Friday, April 28, 2006

An Open Letter to Families who have School Children with Developmental

Beyond this date, April 25, 2006, please widely distribute to families that have children of any age with developmental disabilities in Georgia’s public schools. This memo should be given to parents. It contains important information for families to think about and to begin planning for when their son or daughter becomes an adult.

Significant and rather magnificent changes are coming that will have great impact on people with developmental disabilities. The State Office of Developmental Disabilities is writing new Medicaid Waivers that will give each person an individual budget of financial resources based on his or her exact needs. These resources must only be used to purchase services or supports of significant benefit. But let me back up a bit, introduce myself, and the reason I am writing this letter to you. I would like to explain what a Medicaid Waiver is and why it is important to you.

I am Steve Hall and I am the Georgia State Director of the Office of Developmental Disabilities. I lead a team of folks that are dedicated to the health, safety, well-being, and the realization of a meaningful life for everyone in Georgia that has developmental disabilities. Over the past several months we spoke at dozens of public forums and conferences statewide about the coming new Medicaid Waivers for Developmental Disabilities. At those meetings, time and time again, families of children who currently attend public school in Georgia would come to me and say, “Steve, this is so important. Few families are even aware of what you are talking about.” Sometimes special education teachers said the same thing. Medicaid Waivers are how States “waive” or change the federal Medicaid rules in a manner to better serve their citizens with developmental disabilities. Before there were Medicaid Waivers, most of these federal Medicaid funds were used by each state to run their government institutions. A more proper name for the Medicaid Waivers is Home and Community Based Services (HCBS) Waivers.

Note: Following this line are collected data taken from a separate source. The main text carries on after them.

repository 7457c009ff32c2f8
use async_trait::async_trait;

#[async_trait]
pub trait HealthCheckRepository: Send + Sync {
    async fn check_db(&self) -> bool;
}
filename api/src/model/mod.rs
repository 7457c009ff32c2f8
pub mod activity;
pub mod assignment;
pub mod building;
pub mod employee;
pub mod hosting;
pub mod maintenance;
pub mod reservation;
pub mod room;
pub mod settings;

use axum::http::StatusCode;
use axum::Json;
use serde::Serialize;

/// Success envelope: `{code, data}` plus an optional human message.
/// Errors use the `{code, message}` shape produced by `AppError`.
#[derive(Debug, Serialize)]
#[serde(rename_all = "camelCase")]
pub struct ApiResponse<T> {
    pub code: u16,
    pub data: T,
    #[serde(skip_serializing_if = "Option::is_none")]
    pub message: Option<String>,
}

impl<T: Serialize> ApiResponse<T> {
    pub fn ok(data: T) -> (StatusCode, Json<Self>) {
        (
            StatusCode::OK,
            Json(Self {
                code: StatusCode::OK.as_u16(),
                data,
                message: None,
            }),
        )
    }

    pub fn created(data: T) -> (StatusCode, Json<Self>) {
        (
            StatusCode::CREATED,
            Json(Self {
                code: StatusCode::CREATED.as_u16(),
                data,
                message: None,
            }),
        )
    }
}

impl ApiResponse<()> {
    pub fn message(message: impl Into<String>) -> (StatusCode, Json<Self>) {
        (
            StatusCode::OK,
            Json(Self {
                code: StatusCode::OK.as_u16(),
                data: (),
                message: Some(message.into()),
            }),
        )
    }
}
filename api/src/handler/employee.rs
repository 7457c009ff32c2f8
use axum::extract::{Path, State};
use axum::response::IntoResponse;
use axum::Json;
use garde::Validate;
use kernel::model::id::EmployeeId;
use registry::AppRegistry;
use shared::error::{AppError, AppResult};

use crate::model::employee::{
    CreateEmployeeRequest, EmployeeResponse, EmployeesResponse, UpdateEmployeeRequest,
    UpdateEmployeeRequestWithId,
};
use crate::model::ApiResponse;

pub async fn register_employee(
    State(registry): State<AppRegistry>,
    Json(req): Json<CreateEmployeeRequest>,
) -> AppResult<impl IntoResponse> {
    req.validate(&())?;

    registry
        .employee_repository()
        .create(req.into())
        .await
        .map(EmployeeResponse::from)
        .map(ApiResponse::created)
}

pub async fn show_employee_list(
    State(registry): State<AppRegistry>,
) -> AppResult<impl IntoResponse> {
    registry
        .employee_repository()
        .find_all()
        .await
        .map(EmployeesResponse::from)
        .map(ApiResponse::ok)
}

pub async fn show_employee(
    Path(employee_id): Path<EmployeeId>,
    State(registry): State<AppRegistry>,
) -> AppResult<impl IntoResponse> {
    registry
        .employee_repository()
        .find_by_id(employee_id)
        .await
        .and_then(|employee| match employee {
            Some(employee) => Ok(ApiResponse::ok(EmployeeResponse::from(employee))),
            None => Err(AppError::EntityNotFound("Employee not found".into())),
        })
}

pub async fn update_employee(
    Path(employee_id): Path<EmployeeId>,
    State(registry): State<AppRegistry>,
    Json(req): Json<UpdateEmployeeRequest>,
) -> AppResult<impl IntoResponse> {
    req.validate(&())?;

    let update = UpdateEmployeeRequestWithId::new(employee_id, req);
    registry
        .employee_repository()
        .update(update.into())
        .await
        .map(EmployeeResponse::from)
        .map(ApiResponse::ok)
}

pub async fn delete_employee(
    Path(employee_id): Path<EmployeeId>,
    State(registry): State<AppRegistry>,
) -> AppResult<impl IntoResponse> {
    registry
        .employee_repository()
        .delete(employee_id)
        .await
        .map(|_| ApiResponse::message("Employee deleted"))
}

What happens to your children, teenagers, and young adults during their public school years is very important to me and the citizens of Georgia. What happens in school makes all the difference in the world. I have been a school teacher, school administrator, have taught teachers going back to the university for their masters degrees, and have worked as an executive leader for almost two decades. Based on these experiences, I must share three best practices with you that I learned along the way:
  1. Good Special Education greatly reduces the need for supports and the
    taxpayer cost of supports throughout the person’s life. Good Special Education
    supports the student in the regular classroom. Good Special Education provides
    community-based instruction outside of the classroom to better prepare the child
    for an adult life in the community.
  2. The best special education services occur in the regular kindergarten classroom, elementary classroom, middle school classroom, junior high classroom, and high school classrooms that are located where the other children in your neighborhood are in class.
  3. For most children with developmental disabilities, the Individual Education Plan (IEP) should be written to include non-school building instruction in work and other community environments during the school day, beginning by at least age 14.
Georgia’s new Home and Community Based Medicaid Waivers are prepared to support children and adults to live, work, and participate in full community life alongside other citizens who do not have developmental disabilities. “Places for them,” day centers, sheltered workshops, and taxpayer dollars staying with the government to run institutions are being replaced and closed all around the United States, including Georgia. Instead of facilities, buildings, and other “for the disabled only” programs, taxpayers are investing in people with developmental disabilities themselves and want professionals to provide the services and supports in the real life of the community with everyone else.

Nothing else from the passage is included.